"Positions!" Viktor called. Andy nodded from the platform, wings in place. "On," Viktor said.
Without thinking about it Julia hit the same marker where she had left off. "You can't imagine how
thrilling it is to walk on Martian grass, without a space suit, breathing air that smells ... well, I won't lie,
still pretty dusty. But better, yes. To think that we used to test the rocks here for signs of water
deposition! Once the raw frontier, now a park. Progress."
Of course, the hard part was turning regolith rocks and sand into topsoil, but that's booooring, yes.

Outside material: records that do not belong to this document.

//! End-to-end tests for creating and reloading migrations.

use strata_core::schema::{Check, Exclude, Field, Index, IndexType, Schema, TableDef};
use strata_core::sql::{col, r, Comparable};
use strata_core::Description;
use strata_derive::Table;
use strata_migrate::prelude::*;

#[allow(dead_code)]
#[derive(Debug, Clone, Table)]
#[table(name = "authors")]
pub struct Author {
    #[column(primary_key, sql_type = "BIGSERIAL")]
    pub id: i64,
    #[column(unique)]
    pub handle: String,
}

#[allow(dead_code)]
#[derive(Debug, Clone, Table)]
#[table(name = "books")]
pub struct Book {
    #[column(primary_key, sql_type = "BIGSERIAL")]
    pub id: i64,
    #[column(references = "authors(id)")]
    pub author_id: i64,
    pub title: String,
}

fn authors_only() -> Description {
    Schema::builder()
        .table_of::<AuthorTable>()
        .build()
        .unwrap()
        .describe()
}

fn authors_and_books() -> Description {
    Schema::builder()
        .table_of::<AuthorTable>()
        .table_of::<BookTable>()
        .index(Index::btree("books", &["author_id"]).unwrap())
        .build()
        .unwrap()
        .describe()
}

#[test]
fn test_three_sequential_migrations() {
    let dir = tempfile::tempdir().unwrap();
    let store = MigrationStore::new(dir.path().join("migrations"));

    let first = store.create_migration(&Description::default(), true).unwrap();
    assert_eq!(first.ddl(), "");
    store.create_migration(&authors_only(), false).unwrap();
    store.create_migration(&authors_and_books(), false).unwrap();

    let all = store.load_all().unwrap();
    let ids: Vec<i64> = all.iter().map(Migration::id).collect();
    assert_eq!(ids, vec![0, 1, 2]);
    assert_eq!(store.load_last().unwrap().unwrap().id(), 2);

    assert_eq!(all[2].description(), &authors_and_books());
    assert!(!store.must_create_migration(&authors_and_books()).unwrap());
}

#[test]
fn test_initial_ddl_order() {
    let dir = tempfile::tempdir().unwrap();
    let store = MigrationStore::new(dir.path());
    let migration = store.create_migration(&authors_and_books(), false).unwrap();

    let statements: Vec<&str> = migration.ddl().split(";\n").collect();
    assert_eq!(
        statements,
        vec![
            "CREATE TABLE authors ()",
            "CREATE TABLE books ()",
            "ALTER TABLE authors ADD COLUMN id BIGSERIAL",
            "ALTER TABLE authors ADD COLUMN handle TEXT",
            "ALTER TABLE books ADD COLUMN id BIGSERIAL",
            "ALTER TABLE books ADD COLUMN author_id BIGINT",
            "ALTER TABLE books ADD COLUMN title TEXT",
            "ALTER TABLE authors ALTER COLUMN id SET NOT NULL",
            "ALTER TABLE authors ALTER COLUMN handle SET NOT NULL",
            "ALTER TABLE books ALTER COLUMN id SET NOT NULL",
            "ALTER TABLE books ALTER COLUMN author_id SET NOT NULL",
            "ALTER TABLE books ALTER COLUMN title SET NOT NULL",
            "CREATE INDEX _btree_index_books__author_id ON books USING BTREE ( ( author_id ) )",
            "ALTER TABLE authors ADD CONSTRAINT authors_handle_key UNIQUE ( handle )",
            "ALTER TABLE authors ADD CONSTRAINT authors_pkey PRIMARY KEY ( id )",
            "ALTER TABLE books ADD CONSTRAINT books_pkey PRIMARY KEY ( id )",
            "ALTER TABLE books ADD CONSTRAINT books_author_id_fkey FOREIGN KEY ( author_id ) \
             REFERENCES authors ( id ) ON DELETE CASCADE ON UPDATE CASCADE;",
        ]
    );
}

#[test]
fn test_dropping_books_reverses_dependencies() {
    let statements = diff(Some(&authors_and_books()), &authors_only()).unwrap();
    assert_eq!(
        statements,
        vec![
            "ALTER TABLE books DROP CONSTRAINT books_author_id_fkey",
            "DROP INDEX _btree_index_books__author_id",
            "DROP TABLE books",
        ]
    );
}

#[test]
fn test_check_and_exclude_constraints() {
    let rooms = |with_constraints: bool| {
        let mut table = TableDef::builder("bookings")
            .field(Field::new("id", "BIGINT").not_null())
            .field(Field::new("room", "INTEGER").not_null())
            .field(Field::new("during", "TSRANGE").not_null())
            .primary_key(&["id"]);
        if with_constraints {
            table = table
                .constraint(Check::new("bookings_room_check", col("room").gt(r("0"))).unwrap())
                .constraint(
                    Exclude::builder("bookings_no_overlap")
                        .using(IndexType::Gist)
                        .element(r("room"), "=")
                        .element(r("during"), "&&")
                        .build()
                        .unwrap(),
                );
        }
        Schema::builder()
            .table(table.build().unwrap())
            .build()
            .unwrap()
            .describe()
    };

    let added = diff(Some(&rooms(false)), &rooms(true)).unwrap();
    assert_eq!(added.len(), 2);
    assert_eq!(
        added[0],
        "ALTER TABLE bookings ADD CONSTRAINT bookings_room_check CHECK ( room > 0 )"
    );
    assert!(added[1]
        .starts_with("ALTER TABLE bookings ADD CONSTRAINT bookings_no_overlap EXCLUDE USING GIST"));

    let dropped = diff(Some(&rooms(true)), &rooms(false)).unwrap();
    assert_eq!(
        dropped,
        vec![
            "ALTER TABLE bookings DROP CONSTRAINT bookings_room_check",
            "ALTER TABLE bookings DROP CONSTRAINT bookings_no_overlap",
        ]
    );
}

#[test]
fn test_description_survives_the_store() {
    let dir = tempfile::tempdir().unwrap();
    let store = MigrationStore::new(dir.path());
    store.create_migration(&authors_and_books(), false).unwrap();

    let reloaded = MigrationStore::new(dir.path()).load(0).unwrap();
    assert_eq!(reloaded.description(), &authors_and_books());
    assert_eq!(diff(Some(reloaded.description()), &authors_and_books()), None);
}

Earthside had developed some fierce strains of bacteria that could break down all comers-old running
shoes, hardbound books, insulation, packing buffers-into rich black loam almost as you watched.
She ducked as a white shape hurtled by, narrowly missing her head. "Chicken alert!" she said lightly,
gesturing toward it with her head. It squawked and flapped, turning like a feathered blimp with wings.
"Who would have thought chickens could have so much fun up here, in the low gravity? They find it far
easier to fly here than on Earth. Of course, we brought them here so we could have fresh eggs, and they
do lay, so we predicted that part correctly. But we don't always know everything that's going to happen
in a biological experiment. This is the Mars version of the chicken and egg problem."
Viktor smiled dutifully; they'd shared this little joke before. The Earthside producer would more
probably wince. Okay, back to the script.
She waved a hand to her right, and Viktor followed the gesture with the camera, bringing in the view of
the slopes and hills in the distance, beyond the green lances of the eucalyptus limbs. The slopes were
still rusty red in the afternoon light, far beyond the dome that sloped down to its curved tie-down wall
eighty meters away. They stood out nicely with the green eucalyptus foreground. The other trees-
ranging from drought- and cold-resistant shrubs from Tasmania to hardy high-altitude species-almost
made a convincing forest. The "grass" was really a mixture of mosses, lichens, and small tundra species,
too. A big favorite of the staff was "vegetable sheep," soft, pale clumps from New Zealand's high
country. Convincing to the visual audience-a golf course on Mars!-but also able to survive a cold
Martian night and even a sudden pressure drop. The toughest stuff from Earth, made still more rugged
with bioengineering.
Axelrod had insisted on the visuals. Make it look Earthy, yes. She had worked for years to make the
inflated domes support life, and there was still plenty to do. Making the raw regolith swarm with
microbes to build soil, coaxing lichens onto the boulders used to help anchor the dome floors in place,
being sure the roots of the first shrubs could survive the cold and prickly alkaline dirt... Years, yes,
grubbing and figuring and trying everything she could muster. For a beginning.
Pay attention! You're on-Camera, and Viktor hates to reshoot.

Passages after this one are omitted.